McClay attends 30,000th Last Post in Belgium

  • Todd McClay
Foreign Affairs

Associate Minister of Foreign Affairs Todd McClay has represented New Zealand at the 30,000th Last Post ceremony at the Menin Gate, in Belgium.

Every night since 1928, the Last Post - the traditional final salute to the fallen - is played by volunteer buglers in Ypres.  They do this to honour the memory of those soldiers of the former British Empire and its allies, who died in the Ypres Salient during the First World War. It is the intention of the Last Post Association to maintain this daily act of homage in perpetuity.

This year, there was a special commemorative ceremony at Menin Gate when the Last Post sounded for the 30,000th time.

“We regularly commemorate New Zealand losses at the Menin Gate and have a close relationship with the Last Post Association,” Minister McClay says. 

“While the names of our missing are on other New Zealand Memorials, the Menin Gate and the daily last post service there have come to represent a daily public commemoration of all those lost in Belgium during WW1.

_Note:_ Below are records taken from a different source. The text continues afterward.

//! Resolve the model and catalog a command operates on.

use camino::Utf8Path;
use log::debug;
use savour_core::{Catalog, Feature, FuzzyModel};
use savour_data::{load_catalog, load_model, reference};

use crate::CliError;

/// Load the model at `path`, or the reference model when absent.
pub(crate) fn resolve_model(path: Option<&Utf8Path>) -> Result<FuzzyModel, CliError> {
    if let Some(model_path) = path {
        return Ok(load_model(model_path)?);
    }
    debug!("no model path given; using the reference model");
    reference::model().map_err(CliError::ReferenceModel)
}

/// Load the catalog at `path`, or the reference catalog when absent.
pub(crate) fn resolve_catalog(path: Option<&Utf8Path>) -> Result<Catalog, CliError> {
    if let Some(catalog_path) = path {
        return Ok(load_catalog(catalog_path)?);
    }
    debug!("no catalog path given; using the reference catalog");
    reference::catalog().map_err(CliError::ReferenceCatalog)
}

/// Look up `name` in `model`.
pub(crate) fn require_feature<'m>(
    model: &'m FuzzyModel,
    name: &str,
) -> Result<&'m Feature, CliError> {
    model.feature(name).ok_or_else(|| CliError::UnknownFeature {
        feature: name.to_owned(),
    })
}
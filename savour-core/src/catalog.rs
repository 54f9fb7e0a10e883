//! Candidate entities and the catalog they are ranked from.

use std::collections::{BTreeMap, HashSet};

use thiserror::Error;

/// Crisp value assumed for a feature a candidate does not define.
pub const NEUTRAL_VALUE: f64 = 0.0;

/// A named entity with crisp feature values.
///
/// # Examples
/// ```
/// use savour_core::Candidate;
///
/// let sushi = Candidate::new("Sushi")
///     .with_attribute("price", 90.0)
///     .with_attribute("temperature", 10.0);
/// assert_eq!(sushi.value("price"), 90.0);
/// assert_eq!(sushi.value("satiety"), 0.0);
/// ```
#[derive(Debug, Clone, PartialEq)]
#[cfg_attr(feature = "serde", derive(serde::Serialize))]
pub struct Candidate {
    name: String,
    attributes: BTreeMap<String, f64>,
}

impl Candidate {
    /// Construct a candidate without attributes.
    #[must_use]
    pub fn new(name: impl Into<String>) -> Self {
        Self {
            name: name.into(),
            attributes: BTreeMap::new(),
        }
    }

    /// Set a crisp value while consuming `self`, enabling chaining.
    #[must_use]
    pub fn with_attribute(mut self, feature: impl Into<String>, value: f64) -> Self {
        self.set_attribute(feature, value);
        self
    }

    /// Insert or replace a crisp value.
    pub fn set_attribute(&mut self, feature: impl Into<String>, value: f64) {
        self.attributes.insert(feature.into(), value);
    }

    /// Candidate name.
    #[must_use]
    pub fn name(&self) -> &str {
        &self.name
    }

    /// Crisp value for `feature`, if defined.
    #[must_use]
    pub fn attribute(&self, feature: &str) -> Option<f64> {
        self.attributes.get(feature).copied()
    }

    /// Crisp value for `feature`, falling back to [`NEUTRAL_VALUE`].
    #[must_use]
    pub fn value(&self, feature: &str) -> f64 {
        self.attribute(feature).unwrap_or(NEUTRAL_VALUE)
    }

    /// Iterate over defined `(feature, value)` pairs sorted by feature name.
    pub fn attributes(&self) -> impl Iterator<Item = (&str, f64)> {
        self.attributes
            .iter()
            .map(|(feature, value)| (feature.as_str(), *value))
    }
}

/// Errors raised while assembling a [`Catalog`].
#[derive(Debug, Clone, PartialEq, Eq, Error)]
pub enum CatalogError {
    /// A candidate had a blank name.
    #[error("candidate names must not be blank")]
    EmptyName,
    /// Two candidates shared a name.
    #[error("candidate '{name}' appears more than once")]
    DuplicateCandidate {
        /// Repeated candidate name.
        name: String,
    },
}

/// Ordered, immutable collection of candidates.
///
/// Iteration order is insertion order and is the tie-break order when
/// ranking.
///
/// # Examples
/// ```
/// use savour_core::{Candidate, Catalog};
///
/// let catalog = Catalog::new([Candidate::new("Pizza"), Candidate::new("Pasta")])?;
/// let names: Vec<_> = catalog.iter().map(Candidate::name).collect();
/// assert_eq!(names, ["Pizza", "Pasta"]);
/// # Ok::<(), savour_core::CatalogError>(())
/// ```
#[derive(Debug, Clone, PartialEq, Default)]
#[cfg_attr(feature = "serde", derive(serde::Serialize))]
pub struct Catalog {
    candidates: Vec<Candidate>,
}

impl Catalog {
    /// Validate and construct a catalog.
    ///
    /// # Errors
    /// Returns [`CatalogError`] for blank or repeated candidate names.
    pub fn new<I>(candidates: I) -> Result<Self, CatalogError>
    where
        I: IntoIterator<Item = Candidate>,
    {
        let collected: Vec<Candidate> = candidates.into_iter().collect();
        let mut seen = HashSet::with_capacity(collected.len());
        for candidate in &collected {
            if candidate.name.trim().is_empty() {
                return Err(CatalogError::EmptyName);
            }
            if !seen.insert(candidate.name.as_str()) {
                return Err(CatalogError::DuplicateCandidate {
                    name: candidate.name.clone(),
                });
            }
        }
        Ok(Self {
            candidates: collected,
        })
    }

    /// Look up a candidate by name.
    #[must_use]
    pub fn get(&self, name: &str) -> Option<&Candidate> {
        self.candidates
            .iter()
            .find(|candidate| candidate.name == name)
    }

    /// Iterate over candidates in insertion order.
    pub fn iter(&self) -> impl Iterator<Item = &Candidate> {
        self.candidates.iter()
    }

    /// Number of candidates.
    #[must_use]
    pub fn len(&self) -> usize {
        self.candidates.len()
    }

    /// Report whether the catalog is empty.
    #[must_use]
    pub fn is_empty(&self) -> bool {
        self.candidates.is_empty()
    }
}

“As we are remembering the centenary of the First World War and its impact on New Zealand, I was pleased to represent New Zealand and those Kiwis who fought and died on Belgian soil, at this special remembrance”.

Notes:

  1. The Last Post was a bugle call played in the British Army (and in the armies of many other lands) to mark the end of the day's labours and the onset of the night's rest. In the context of the Last Post ceremony (and in the broader context of remembrance), it has come to represent a final farewell to the fallen at the end of their earthly labours and at the onset of their eternal rest.
  2. There are New Zealand Memorials to the Missing at Messines Ridge Cemetery, Buttes New British Cemetery, and Tyne Cot Cemetery.
  3. In New Zealand, a Last Post ceremony is being conducted daily from 5pm at Pukeahu every evening until 11 November 2018, beside the Tomb of the Unknown Warrior. It takes the form of The Ode recited in Te Reo and English, the playing of Last Post, the observation of a minute’s silence and then the playing of Reveille. People are encouraged to lay personal or community floral tributes.